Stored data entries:
= = = = =

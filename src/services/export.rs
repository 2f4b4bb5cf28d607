//! CSV rendering of audit entries
//!
//! Quoting follows RFC 4180: a field containing a comma, a double quote, CR
//! or LF is wrapped in double quotes with embedded quotes doubled. Records
//! end with CRLF.

use crate::db::format_db_timestamp;
use crate::models::AuditLogEntry;

/// Column order of every audit export
pub const AUDIT_CSV_COLUMNS: [&str; 6] = [
    "timestamp",
    "user",
    "action",
    "entity_type",
    "entity_id",
    "details",
];

const RECORD_END: &str = "\r\n";

/// Quote a field if it needs quoting
pub fn escape_csv_field(field: &str) -> String {
    if field.contains([',', '"', '\n', '\r']) {
        format!("\"{}\"", field.replace('"', "\"\""))
    } else {
        field.to_string()
    }
}

fn push_record<I, S>(out: &mut String, fields: I)
where
    I: IntoIterator<Item = S>,
    S: AsRef<str>,
{
    let line = fields
        .into_iter()
        .map(|f| escape_csv_field(f.as_ref()))
        .collect::<Vec<_>>()
        .join(",");
    out.push_str(&line);
    out.push_str(RECORD_END);
}

/// Compact JSON for the details column; empty when the entry has none
pub fn encode_details(entry: &AuditLogEntry) -> String {
    entry
        .details
        .as_ref()
        .map(|d| serde_json::Value::Object(d.clone()).to_string())
        .unwrap_or_default()
}

/// Header row followed by one record per entry, in the given order
pub fn audit_logs_to_csv(entries: &[AuditLogEntry]) -> String {
    let mut csv = String::new();
    push_record(&mut csv, AUDIT_CSV_COLUMNS);

    for entry in entries {
        let timestamp = format_db_timestamp(&entry.created_at);
        let details = encode_details(entry);
        push_record(
            &mut csv,
            [
                timestamp.as_str(),
                entry.actor_label(),
                entry.action.as_str(),
                entry.entity_type.as_str(),
                entry.entity_id.as_str(),
                details.as_str(),
            ],
        );
    }

    csv
}
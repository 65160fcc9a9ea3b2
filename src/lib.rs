//! SymmetricMorph bespoke symmetric stream cipher engine.
//!
//! SymmetricMorph transforms an arbitrary byte sequence into a ciphertext
//! record that conceals content and carries an integrity tag, and reverses
//! the transform while rejecting tampered input. Every primitive (the key
//! derivation function, the keystream generator, the diffusion state, and
//! the authentication tag) is built from raw byte arithmetic; no
//! established cryptographic library is involved.
//!
//! # Architecture
//!
//! ```text
//! Keystream       (counter-based byte generator, seeded from key ++ nonce)
//!     ↓ one byte per processed byte
//! DiffusionState  (64-byte table, three-phase feedback-driven update)
//!     ↓ position-dependent masking
//! SymmetricMorph  (orchestrator — KDF + byte transform + accumulator MAC)
//! ```
//!
//! The transform chains every ciphertext byte back into the diffusion
//! state, the feedback scalar, and the MAC accumulator, so the masking
//! position for byte `i + 1` depends on every byte processed before it.
//!
//! # Wire format
//!
//! ```text
//! [ nonce: 8 bytes ][ mac: 32 bytes ][ ciphertext: N bytes ]
//! ```
//!
//! # Examples
//!
//! Encrypt and decrypt with a password-derived key:
//!
//! ```
//! use symmetricmorph::SymmetricMorph;
//!
//! let (cipher, salt) = SymmetricMorph::from_password("my_secret_password");
//!
//! let record = cipher.encrypt(b"attack at dawn");
//! assert_eq!(record.len(), 40 + 14);
//!
//! // Re-derive for decryption: the salt must be retained by the caller.
//! let decrypter = SymmetricMorph::from_password_with_salt("my_secret_password", &salt);
//! assert_eq!(decrypter.decrypt(&record).unwrap(), b"attack at dawn");
//! ```
//!
//! Use a raw key, bypassing derivation:
//!
//! ```
//! use symmetricmorph::SymmetricMorph;
//!
//! let key = SymmetricMorph::generate_key(64);
//! let cipher = SymmetricMorph::from_key(&key);
//!
//! let record = cipher.encrypt(b"payload");
//! assert_eq!(cipher.decrypt(&record).unwrap(), b"payload");
//! ```
//!
//! # Security
//!
//! SymmetricMorph is a bespoke, non-standards-based construction with no
//! published security proof. This crate reproduces the exact bit-level
//! algorithm, including its weaknesses (such as the wall-clock entropy
//! source for salts and nonces), to stay interoperable with ciphertext
//! produced by other implementations of the same design.

#![deny(clippy::all)]

pub mod error;

mod cipher;
pub(crate) mod kdf;
pub(crate) mod random;
pub(crate) mod state;

pub use cipher::{
    SymmetricMorph, DEFAULT_ITERATIONS, DEFAULT_KEY_LENGTH, MAC_LENGTH, MIN_RECORD_LENGTH,
    NONCE_LENGTH, SALT_LENGTH,
};
pub use error::SymmetricMorphError;
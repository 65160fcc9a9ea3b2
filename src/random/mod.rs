//! Random byte generation subsystem for SymmetricMorph.
//!
//! Provides the counter-based keystream generator that drives the byte
//! transform, and the wall-clock-seeded entropy source used for salts,
//! nonces, and raw keys.

pub(crate) mod entropy;
pub(crate) mod keystream;
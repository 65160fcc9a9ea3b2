//! Counter-based keystream generator.
//!
//! Produces an unbounded, fully deterministic sequence of pseudo-random
//! bytes from a seed, one byte per call, with no backtracking. The cipher
//! seeds one generator per encrypt/decrypt call from `key ++ nonce`; the
//! entropy module seeds it from a coarse wall-clock reading.

use zeroize::Zeroize;

/// Size of the internal mixing table in bytes.
const TABLE_LENGTH: usize = 64;

/// Deterministic pseudo-random byte generator.
///
/// Maintains a 64-byte table and a call counter. Every drawn byte folds
/// back into the table, so the sequence depends on the whole seed and on
/// how many bytes have been consumed, never on external state.
pub(crate) struct Keystream {
    table: [u8; TABLE_LENGTH],
    counter: u64,
}

impl Keystream {
    /// Creates a generator from the given seed bytes.
    ///
    /// Seeding walks `max(64, seed.len())` positions so that a seed
    /// shorter than the table is recycled cyclically and a seed longer
    /// than the table (key ++ nonce) contributes every byte. Each seed
    /// byte is scaled by an odd position-dependent multiplier before
    /// being folded into its table slot.
    ///
    /// # Parameters
    /// - `seed`: The seed bytes (must be non-empty).
    pub(crate) fn seeded(seed: &[u8]) -> Self {
        debug_assert!(!seed.is_empty(), "keystream seed must not be empty");

        let mut table = [0u8; TABLE_LENGTH];
        let span = TABLE_LENGTH.max(seed.len());
        for i in 0..span {
            let seed_byte = seed[i % seed.len()];
            let multiplier = ((i as u8) << 1) | 1;
            let slot = i % TABLE_LENGTH;
            table[slot] = table[slot].wrapping_add(seed_byte.wrapping_mul(multiplier)) ^ (i as u8);
        }

        Keystream { table, counter: 0 }
    }

    /// Draws the next pseudo-random byte.
    ///
    /// Computes three table positions from the counter via fixed linear
    /// formulas modulo 64, combines the table values there with the
    /// counter through addition and exclusive-or, folds the result back
    /// into the first position rotated by `counter mod 7`, and advances
    /// the counter.
    pub(crate) fn next_byte(&mut self) -> u8 {
        let counter = self.counter;
        let i1 = (counter.wrapping_mul(7).wrapping_add(1) % TABLE_LENGTH as u64) as usize;
        let i2 = (counter.wrapping_mul(13).wrapping_add(5) % TABLE_LENGTH as u64) as usize;
        let i3 = (counter.wrapping_mul(29).wrapping_add(11) % TABLE_LENGTH as u64) as usize;

        let mixed = self.table[i1]
            .wrapping_add(self.table[i2])
            .wrapping_add(counter as u8)
            ^ self.table[i3];

        self.table[i1] = mixed.rotate_left((counter % 7) as u32);
        self.counter = counter.wrapping_add(1);
        mixed
    }

    /// Fills a freshly allocated vector with `length` generated bytes.
    pub(crate) fn take_bytes(&mut self, length: usize) -> Vec<u8> {
        (0..length).map(|_| self.next_byte()).collect()
    }
}

impl Drop for Keystream {
    /// Clears the mixing table and counter on drop.
    fn drop(&mut self) {
        self.table.zeroize();
        self.counter = 0;
    }
}
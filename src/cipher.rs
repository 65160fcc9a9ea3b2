//! SymmetricMorph: bespoke symmetric stream cipher with feedback masking.
//!
//! Orchestrates the key derivation function, the per-call keystream
//! generator, the diffusion state, and the accumulator MAC. A cipher
//! instance is constructed once from a derived or raw key and holds that
//! key immutably for its whole lifetime; every encrypt/decrypt call
//! allocates its own keystream, diffusion state, trackers, and MAC
//! accumulator, so a single instance is safe to share across threads.

use zeroize::Zeroize;

use crate::error::SymmetricMorphError;
use crate::kdf;
use crate::random::entropy;
use crate::random::keystream::Keystream;
use crate::state::{DiffusionState, STATE_LENGTH};

/// Length of the nonce prefix in a ciphertext record.
pub const NONCE_LENGTH: usize = 8;

/// Length of the authentication tag in a ciphertext record.
pub const MAC_LENGTH: usize = 32;

/// Minimum valid length of a ciphertext record (nonce plus tag).
pub const MIN_RECORD_LENGTH: usize = NONCE_LENGTH + MAC_LENGTH;

/// Default number of key-derivation mixing rounds.
pub const DEFAULT_ITERATIONS: u32 = 20_000;

/// Default derived key length in bytes.
pub const DEFAULT_KEY_LENGTH: usize = 64;

/// Length of a generated salt in bytes.
pub const SALT_LENGTH: usize = 24;

/// Initial value of the feedback scalar.
const FEEDBACK_SEED: u8 = 0xA5;

/// Initial values of the three trailing-output trackers.
const TRACKER_SEEDS: (u8, u8, u8) = (0x3C, 0x5A, 0x96);

/// Initial value of the MAC accumulator.
const MAC_SEED: u8 = 0x1B;

/// Direction of the byte transform.
#[derive(Clone, Copy)]
enum Mode {
    Encrypt,
    Decrypt,
}

/// Bespoke symmetric stream cipher with feedback-driven masking and an
/// accumulator MAC.
///
/// # Wire format
///
/// [`encrypt`](Self::encrypt) produces and [`decrypt`](Self::decrypt)
/// consumes records of the form
/// `nonce (8 bytes) || mac (32 bytes) || ciphertext (N bytes)`, with a
/// minimum valid length of 40 bytes (`N` may be 0).
///
/// # Key handling
///
/// The key is owned exclusively by the instance, never mutated after
/// construction, never emitted in any output, and wiped from memory on
/// drop. The salt used by password derivation is *not* embedded in
/// ciphertext records; callers must retain it to decrypt later.
pub struct SymmetricMorph {
    key: Vec<u8>,
}
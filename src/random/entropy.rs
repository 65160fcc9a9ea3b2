//! Wall-clock-seeded byte generation for salts, nonces, and raw keys.
//!
//! KNOWN WEAKNESS: randomness here derives from a coarse wall-clock
//! reading, not from a cryptographically strong entropy source. This
//! matches the original design on purpose; substituting the operating
//! system's entropy source would change output determinism and break
//! behavioral parity with other implementations.

use std::time::{SystemTime, UNIX_EPOCH};

use super::keystream::Keystream;

/// Builds a 12-byte generator seed from the current wall-clock time
/// (UNIX seconds plus subsecond nanoseconds, little-endian).
fn clock_seed() -> [u8; 12] {
    let now = SystemTime::now()
        .duration_since(UNIX_EPOCH)
        .unwrap_or_default();
    let mut seed = [0u8; 12];
    seed[..8].copy_from_slice(&now.as_secs().to_le_bytes());
    seed[8..].copy_from_slice(&now.subsec_nanos().to_le_bytes());
    seed
}

/// Produces `length` pseudo-random bytes from a freshly seeded generator.
pub(crate) fn random_bytes(length: usize) -> Vec<u8> {
    let mut stream = Keystream::seeded(&clock_seed());
    stream.take_bytes(length)
}

/// Generates a fresh nonce for one encrypt call.
pub(crate) fn generate_nonce() -> [u8; crate::cipher::NONCE_LENGTH] {
    let mut stream = Keystream::seeded(&clock_seed());
    let mut nonce = [0u8; crate::cipher::NONCE_LENGTH];
    for byte in nonce.iter_mut() {
        *byte = stream.next_byte();
    }
    nonce
}

/// Generates a fresh salt for password-based key derivation.
pub(crate) fn generate_salt() -> Vec<u8> {
    random_bytes(crate::cipher::SALT_LENGTH)
}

= = = = =

Instructions to follow: Whenever the string "driven" turns up in a line above, copy that line out.

Output below:
//! DiffusionState  (64-byte table, three-phase feedback-driven update)
/// Bespoke symmetric stream cipher with feedback-driven masking and an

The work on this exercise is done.